A operação norte-americana contra o Irã, intitulada pelo Pentágono de “Operação Epic Fury”, começou no sábado e envolveu ataques a alvos iranianos. Segundo fontes, a ação foi anunciada sob expectativa de impactos amplos na região.
Antes do combate, o presidente Donald Trump recebeu briefings que destacaram riscos de baixas significativas entre civis e militares, mas também apontaram a possibilidade de mudança estratégica favorável aos interesses dos EUA.

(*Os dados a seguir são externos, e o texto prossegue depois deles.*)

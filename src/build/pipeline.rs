//! Production build orchestration.
//!
//! # Responsibilities
//! - Reject unsupported deploy platforms before touching the disk
//! - Reset the output directory
//! - Parse route exports, synthesize and bundle the server entry
//! - Write the graph snapshot and emit the client module closure
//! - Clean up the JSX shim and stop the bundler whatever the outcome

use std::collections::BTreeSet;
use std::path::{Path, PathBuf};
use std::sync::Arc;
use thiserror::Error;

use crate::build::bundler::{BundleRequest, Bundler, FrameworkPlugin};
use crate::build::closure::collect_client_modules;
use crate::build::entry::{jsx_shim, synthesize_server_entry, RouteFile, ServerEntry, JSX_SHIM_FILE};
use crate::build::exports::ExportParser;
use crate::build::html::parse_html_links;
use crate::cache::CacheError;
use crate::config::{AppConfig, Platform};
use crate::graph::snapshot::write_snapshot;
use crate::observability::metrics;
use crate::routing::RouteError;
use crate::server::ModuleServer;
use crate::specifier::{clean_path, extension, is_remote, is_script};
use crate::transform::TransformError;

/// Name of the bundled server program inside the output directory.
pub const SERVER_BUNDLE_FILE: &str = "server.js";

/// Framework module that aggregates route styles on the client.
pub const STYLE_MODULE_PATH: &str = "framework/core/style.ts";

#[derive(Debug, Error)]
pub enum BuildError {
    #[error("Deploy to {0} is not supported yet")]
    UnsupportedPlatform(Platform),

    #[error("I/O error at {path}: {source}")]
    Io {
        path: PathBuf,
        #[source]
        source: std::io::Error,
    },

    #[error(transparent)]
    Routes(#[from] RouteError),

    #[error(transparent)]
    Transform(#[from] TransformError),

    #[error(transparent)]
    Fetch(#[from] CacheError),

    #[error("failed to parse exports of {filename}: {message}")]
    ExportParse { filename: String, message: String },

    #[error("module server answered {status} for {specifier}")]
    Module { specifier: String, status: u16 },

    #[error("bundling failed: {0}")]
    Bundle(String),
}

/// Result of one build.
#[derive(Debug, Clone, Default)]
pub struct BuildOutput {
    pub client_modules: BTreeSet<String>,
    pub route_files: Vec<RouteFile>,
}

pub struct BuildPipeline {
    server: ModuleServer,
    parser: Arc<dyn ExportParser>,
    bundler: Arc<dyn Bundler>,
}

impl BuildPipeline {
    /// `server` must share the context whose graph the build snapshots. It
    /// is driven in process; it only needs to be listening if the bundler
    /// fetches from its origin.
    pub fn new(server: ModuleServer, parser: Arc<dyn ExportParser>, bundler: Arc<dyn Bundler>) -> Self {
        Self { server, parser, bundler }
    }

    pub async fn build(&self, entry: ServerEntry) -> Result<BuildOutput, BuildError> {
        let ctx = self.server.context();
        let config = ctx.config();
        if !config.build.platform.is_supported() {
            return Err(BuildError::UnsupportedPlatform(config.build.platform));
        }

        let out_dir = ctx.root().join(config.build.output_dir.trim_start_matches("./"));
        reset_dir(&out_dir).await?;

        let route_files = self.route_files(&config).await?;

        let mut inject = Vec::new();
        if let (true, Some(source)) = (entry.is_jsx(), &config.jsx.import_source) {
            let shim = out_dir.join(JSX_SHIM_FILE);
            tokio::fs::write(&shim, jsx_shim(config.jsx.runtime, source))
                .await
                .map_err(|source| BuildError::Io { path: shim.clone(), source })?;
            inject.push(shim);
        }

        let result = self.bundle_and_emit(&config, &entry, &route_files, &out_dir, &inject).await;

        for shim in &inject {
            if let Err(e) = tokio::fs::remove_file(shim).await {
                tracing::warn!(path = ?shim, error = %e, "Failed to remove JSX shim");
            }
        }
        self.bundler.stop().await;

        let client_modules = result?;
        metrics::record_client_modules(client_modules.len());
        tracing::info!(
            out_dir = ?out_dir,
            routes = route_files.len(),
            client_modules = client_modules.len(),
            "Build complete"
        );
        Ok(BuildOutput {
            client_modules,
            route_files,
        })
    }

    async fn route_files(&self, config: &AppConfig) -> Result<Vec<RouteFile>, BuildError> {
        let ctx = self.server.context();
        if config.routes.is_none() {
            return Ok(Vec::new());
        }
        ctx.refresh_routes().await?;

        let mut files = Vec::new();
        for route in &ctx.routes().routes {
            let filename = route.meta.filename.clone();
            let path = ctx.root().join(filename.trim_start_matches("./"));
            let code = tokio::fs::read_to_string(&path)
                .await
                .map_err(|source| BuildError::Io { path, source })?;
            let export_names = match self.parser.parse_export_names(&filename, &code) {
                Ok(names) => names,
                Err(e) => {
                    tracing::warn!(filename = %filename, error = %e, "Export parsing failed, registering without exports");
                    Vec::new()
                }
            };
            files.push(RouteFile {
                filename,
                export_names,
            });
        }
        Ok(files)
    }

    async fn bundle_and_emit(
        &self,
        config: &AppConfig,
        entry: &ServerEntry,
        route_files: &[RouteFile],
        out_dir: &Path,
        inject: &[PathBuf],
    ) -> Result<BTreeSet<String>, BuildError> {
        let ctx = self.server.context();
        let pipeline = ctx.pipeline();
        let modules_origin = ctx.modules_origin();

        let contents = synthesize_server_entry(route_files, entry, &config.framework_url, &modules_origin);
        let plugin = FrameworkPlugin::new(
            config.framework_url.clone(),
            config.ui_binding_url(),
            modules_origin,
            pipeline.import_map().clone(),
            pipeline.cache().clone(),
        );
        let request = BundleRequest {
            contents,
            source_file: "server.tsx".to_string(),
            outfile: out_dir.join(SERVER_BUNDLE_FILE),
            target: config.build.target,
            minify: !pipeline.is_dev(),
            jsx_factory: config.jsx.runtime.factory(),
            jsx_fragment: config.jsx.runtime.fragment(),
            inject: inject.to_vec(),
        };
        self.bundler.bundle(request, &plugin).await?;

        let graph = ctx.graph();
        write_snapshot(&graph, out_dir)
            .await
            .map_err(|source| BuildError::Io { path: out_dir.to_path_buf(), source })?;

        let mut seeds: Vec<String> = route_files.iter().map(|r| r.filename.clone()).collect();
        seeds.extend(self.html_entries().await?);
        seeds.push(format!("{}/{}", config.framework_url, STYLE_MODULE_PATH));

        collect_client_modules(self.server.router(), &graph, out_dir, seeds).await
    }

    /// Local script and style links of `index.html`, if there is one.
    async fn html_entries(&self) -> Result<Vec<String>, BuildError> {
        let path = self.server.context().root().join("index.html");
        let html = match tokio::fs::read_to_string(&path).await {
            Ok(html) => html,
            Err(e) if e.kind() == std::io::ErrorKind::NotFound => return Ok(Vec::new()),
            Err(source) => return Err(BuildError::Io { path, source }),
        };
        Ok(parse_html_links(&html)
            .into_iter()
            .filter(|link| !is_remote(link))
            .filter(|link| extension(link) == Some("css") || is_script(link))
            .map(|link| format!(".{}", clean_path(&link)))
            .collect())
    }
}

/// Empty `dir`, creating it if needed.
async fn reset_dir(dir: &Path) -> Result<(), BuildError> {
    let io = |source| BuildError::Io {
        path: dir.to_path_buf(),
        source,
    };
    match tokio::fs::read_dir(dir).await {
        Ok(mut entries) => {
            while let Some(entry) = entries.next_entry().await.map_err(io)? {
                let path = entry.path();
                let result = if entry.file_type().await.map_err(io)?.is_dir() {
                    tokio::fs::remove_dir_all(&path).await
                } else {
                    tokio::fs::remove_file(&path).await
                };
                result.map_err(|source| BuildError::Io { path, source })?;
            }
            Ok(())
        }
        Err(e) if e.kind() == std::io::ErrorKind::NotFound => tokio::fs::create_dir_all(dir).await.map_err(io),
        Err(e) => Err(io(e)),
    }
}

#[cfg(test)]
mod tests {
    use super::*;

    #[tokio::test]
    async fn test_reset_dir() {
        let dir = tempfile::tempdir().unwrap();
        let out = dir.path().join("dist");
        reset_dir(&out).await.unwrap();
        assert!(out.is_dir());

        std::fs::create_dir_all(out.join("nested")).unwrap();
        std::fs::write(out.join("nested/a.js"), "").unwrap();
        std::fs::write(out.join("b.js"), "").unwrap();
        reset_dir(&out).await.unwrap();
        assert_eq!(std::fs::read_dir(&out).unwrap().count(), 0);
    }
}
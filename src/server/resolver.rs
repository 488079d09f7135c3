//! Loading compiled modules by version.

use async_trait::async_trait;
use std::sync::atomic::{AtomicU16, Ordering};
use std::sync::Arc;

use crate::cache::CacheError;
use crate::graph::Version;
use crate::specifier::{encode_path, is_remote, to_local_path, url_path};

/// Produces the compiled code of a module at a given version.
#[async_trait]
pub trait ModuleResolver: Send + Sync {
    async fn resolve(&self, specifier: &str, version: Version) -> Result<String, CacheError>;
}

/// Fetches modules from the running module server, cache-busted by version.
#[derive(Debug, Clone)]
pub struct HttpModuleResolver {
    client: reqwest::Client,
    port: Arc<AtomicU16>,
}

impl HttpModuleResolver {
    /// `port` is shared with the server context and read per call, so a
    /// retried port is picked up once published.
    pub fn new(client: reqwest::Client, port: Arc<AtomicU16>) -> Self {
        Self { client, port }
    }

    pub fn url_for(&self, specifier: &str, version: Version) -> String {
        let port = self.port.load(Ordering::SeqCst);
        let path = if is_remote(specifier) {
            to_local_path(specifier)
        } else {
            encode_path(&url_path(specifier))
        };
        let sep = if path.contains('?') { '&' } else { '?' };
        format!("http://127.0.0.1:{}{}{}v={}", port, path, sep, version.token())
    }
}

#[async_trait]
impl ModuleResolver for HttpModuleResolver {
    async fn resolve(&self, specifier: &str, version: Version) -> Result<String, CacheError> {
        let url = self.url_for(specifier, version);
        let request_error = |source| CacheError::Request {
            url: url.clone(),
            source,
        };
        let res = self.client.get(&url).send().await.map_err(request_error)?;
        if !res.status().is_success() {
            return Err(CacheError::Status {
                url: url.clone(),
                status: res.status().as_u16(),
            });
        }
        let code = res.text().await.map_err(request_error)?;
        tracing::debug!(specifier, remote = is_remote(specifier), bytes = code.len(), "Module resolved");
        Ok(code)
    }
}
//! Versioned module store.

use dashmap::DashMap;
use std::collections::{BTreeMap, HashSet, VecDeque};
use std::sync::atomic::{AtomicU64, Ordering};
use std::time::{SystemTime, UNIX_EPOCH};

use crate::graph::module::{MarkProps, ModuleRecord, Version};
use crate::observability::metrics;
use crate::specifier::is_remote;

/// In-memory record of every module compiled in this process.
#[derive(Debug)]
pub struct DependencyGraph {
    modules: DashMap<String, ModuleRecord>,
    /// Token for modules not yet marked in this process.
    initial_version: Version,
    /// Last version handed out; every mark takes a strictly larger one.
    clock: AtomicU64,
}

fn now_millis() -> u64 {
    SystemTime::now()
        .duration_since(UNIX_EPOCH)
        .unwrap_or_default()
        .as_millis() as u64
}

impl DependencyGraph {
    /// Create an empty graph. The baseline version is captured now.
    pub fn new() -> Self {
        let now = now_millis();
        Self {
            modules: DashMap::new(),
            initial_version: Version::new(now),
            clock: AtomicU64::new(now),
        }
    }

    /// Rebuild a graph from a snapshot written by a previous build.
    pub fn from_modules(records: impl IntoIterator<Item = ModuleRecord>) -> Self {
        let graph = Self::new();
        let mut latest = graph.initial_version.as_u64();
        for record in records {
            latest = latest.max(record.version.as_u64());
            graph.modules.insert(record.specifier.clone(), record);
        }
        graph.clock.store(latest, Ordering::SeqCst);
        graph
    }

    pub fn initial_version(&self) -> Version {
        self.initial_version
    }

    fn next_version(&self) -> Version {
        let now = now_millis();
        let prev = self
            .clock
            .fetch_update(Ordering::SeqCst, Ordering::SeqCst, |prev| Some(now.max(prev + 1)))
            .unwrap_or_else(|prev| prev);
        Version::new(now.max(prev + 1))
    }

    pub fn get(&self, specifier: &str) -> Option<ModuleRecord> {
        self.modules.get(specifier).map(|r| r.value().clone())
    }

    /// Version used to cache-bust `specifier`: its own, or the baseline.
    pub fn version_of(&self, specifier: &str) -> Version {
        self.modules
            .get(specifier)
            .map(|r| r.version)
            .unwrap_or(self.initial_version)
    }

    /// Create or overwrite the record for `specifier` and advance its version.
    ///
    /// The version advances on every call, even if `props` match the
    /// current record.
    pub fn mark(&self, specifier: &str, props: MarkProps) -> ModuleRecord {
        // The entry guard holds the shard lock, so concurrent marks on the
        // same key take clock values in the order they are applied.
        let mut entry = self
            .modules
            .entry(specifier.to_string())
            .or_insert_with(|| ModuleRecord::new(specifier, Version::default()));
        entry.version = self.next_version();
        entry.deps = props.deps;
        entry.inline_css = props.inline_css;
        let record = entry.value().clone();
        drop(entry);

        metrics::record_graph_size(self.modules.len());
        tracing::trace!(specifier = %specifier, version = %record.version, "Module marked");
        record
    }

    /// Advance the version of an existing record, keeping its contents.
    pub fn update(&self, specifier: &str) -> Option<ModuleRecord> {
        let mut entry = self.modules.get_mut(specifier)?;
        entry.version = self.next_version();
        Some(entry.value().clone())
    }

    /// Specifiers whose dependency list references `specifier`.
    ///
    /// Scans every record; fine at dev-server scale.
    pub fn dependents(&self, specifier: &str) -> Vec<String> {
        let mut out: Vec<String> = self
            .modules
            .iter()
            .filter(|r| r.value().depends_on(specifier))
            .map(|r| r.key().clone())
            .collect();
        out.sort();
        out
    }

    /// Every module that transitively depends on `specifier`.
    pub fn affected(&self, specifier: &str) -> Vec<String> {
        let mut seen: HashSet<String> = HashSet::new();
        let mut queue: VecDeque<String> = VecDeque::from([specifier.to_string()]);
        while let Some(current) = queue.pop_front() {
            for dependent in self.dependents(&current) {
                if dependent != specifier && seen.insert(dependent.clone()) {
                    queue.push_back(dependent);
                }
            }
        }
        let mut out: Vec<String> = seen.into_iter().collect();
        out.sort();
        out
    }

    /// Versions of every other local module, as handed to the script transform.
    ///
    /// Remote modules never get local versions baked in, so the map is empty
    /// when `specifier` itself is remote.
    pub fn versions_except(&self, specifier: &str) -> BTreeMap<String, String> {
        if is_remote(specifier) {
            return BTreeMap::new();
        }
        self.modules
            .iter()
            .filter(|r| r.key() != specifier && !is_remote(r.key()))
            .map(|r| (r.key().clone(), r.value().version.token()))
            .collect()
    }

    /// All records, ordered by specifier.
    pub fn modules(&self) -> Vec<ModuleRecord> {
        let mut out: Vec<ModuleRecord> = self.modules.iter().map(|r| r.value().clone()).collect();
        out.sort_by(|a, b| a.specifier.cmp(&b.specifier));
        out
    }

    pub fn len(&self) -> usize {
        self.modules.len()
    }

    pub fn is_empty(&self) -> bool {
        self.modules.is_empty()
    }
}

impl Default for DependencyGraph {
    fn default() -> Self {
        Self::new()
    }
}

#[cfg(test)]
mod tests {
    use super::*;

    #[test]
    fn test_mark_then_get() {
        let graph = DependencyGraph::new();
        assert!(graph.get("./a.ts").is_none());

        let first = graph.mark("./a.ts", MarkProps::deps(vec!["./b.ts".into()]));
        let got = graph.get("./a.ts").unwrap();
        assert_eq!(got.deps, vec!["./b.ts".to_string()]);
        assert_eq!(got.inline_css, None);
        assert!(first.version > graph.initial_version());

        let second = graph.mark(
            "./a.ts",
            MarkProps::deps(vec![]).with_inline_css(Some(".x{}".into())),
        );
        let got = graph.get("./a.ts").unwrap();
        assert!(got.deps.is_empty());
        assert_eq!(got.inline_css.as_deref(), Some(".x{}"));
        assert!(second.version > first.version);
    }

    #[test]
    fn test_identical_marks_still_advance() {
        let graph = DependencyGraph::new();
        let mut last = graph.mark("./a.ts", MarkProps::default()).version;
        for _ in 0..50 {
            let next = graph.mark("./a.ts", MarkProps::default()).version;
            assert!(next > last);
            last = next;
        }
    }

    #[test]
    fn test_dependents_and_affected() {
        let graph = DependencyGraph::new();
        graph.mark("./a.ts", MarkProps::deps(vec!["./b.ts".into()]));
        graph.mark("./b.ts", MarkProps::deps(vec!["./c.ts".into()]));
        graph.mark("./c.ts", MarkProps::deps(vec!["./a.ts".into()]));
        graph.mark("./d.ts", MarkProps::deps(vec!["./c.ts".into()]));

        assert_eq!(graph.dependents("./c.ts"), vec!["./b.ts", "./d.ts"]);
        assert_eq!(graph.affected("./c.ts"), vec!["./a.ts", "./b.ts", "./d.ts"]);
    }

    #[test]
    fn test_versions_except() {
        let graph = DependencyGraph::new();
        graph.mark("./a.ts", MarkProps::default());
        graph.mark("./b.ts", MarkProps::default());
        graph.mark("https://esm.sh/react", MarkProps::default());

        let versions = graph.versions_except("./a.ts");
        assert_eq!(versions.keys().collect::<Vec<_>>(), vec!["./b.ts"]);
        assert!(graph.versions_except("https://esm.sh/react").is_empty());
    }

    #[test]
    fn test_update_and_from_modules() {
        let graph = DependencyGraph::new();
        assert!(graph.update("./missing.ts").is_none());
        let marked = graph.mark("./a.ts", MarkProps::deps(vec!["./b.ts".into()]));
        let updated = graph.update("./a.ts").unwrap();
        assert!(updated.version > marked.version);
        assert_eq!(updated.deps, marked.deps);

        let restored = DependencyGraph::from_modules(graph.modules());
        assert_eq!(restored.get("./a.ts"), Some(updated.clone()));
        let again = restored.mark("./a.ts", MarkProps::default());
        assert!(again.version > updated.version);
    }
}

Segundo relatos, respondentes da Casa Branca descreviam a operação como de alto risco e alto retorno, com a pretensão de abrir caminho para mudanças políticas na região.
Trump abriu o processo com um discurso afirmando que não se tratava apenas do presente, mas do futuro, ressaltando que o Irã mantém campanha de violência contra os EUA há mais de quatro décadas.
As ações visavam desarticular a cadeia de mísseis e reduzir a capacidade militar iraniana, segundo autoridades. O objetivo incluía impedir o desenvolvimento de capacidades nucleares, conforme anunciado pelo governo.
Antes dos ataques, diplomatas relataram tentativas de evitar a confrontação, porém sinais indicavam que planos de defesa e contramedidas já estavam em ritmo acelerado.
A incursão foi seguida por retaliações do Irã, com ataques a alvos israelenses e oportunidades contra interesses em países do Golfo, ampliando a tensão na região.
Especialistas destacam que a resposta iraniana pode incluir ataques com mísseis, drones e ações intermediárias contra bases americanas na região e em países vizinhos.
Um analista afirmou que, mesmo com a presença de defesa aérea, não há garantia de neutralizar todas as ameaças, aumentando o risco de uma escalada prolongada.
As autoridades iranianas prometeram retaliar até “a derrota decisiva” do inimigo, sinalizando continuidade de hostilidades enquanto o conflito se desenvolve.
Fontes conhecidas pela Reuters indicaram que a equipe de Trump discutiu ações contra líderes iranianos de alto escalão, com planos de longo andamento, caso a operação se estendesse.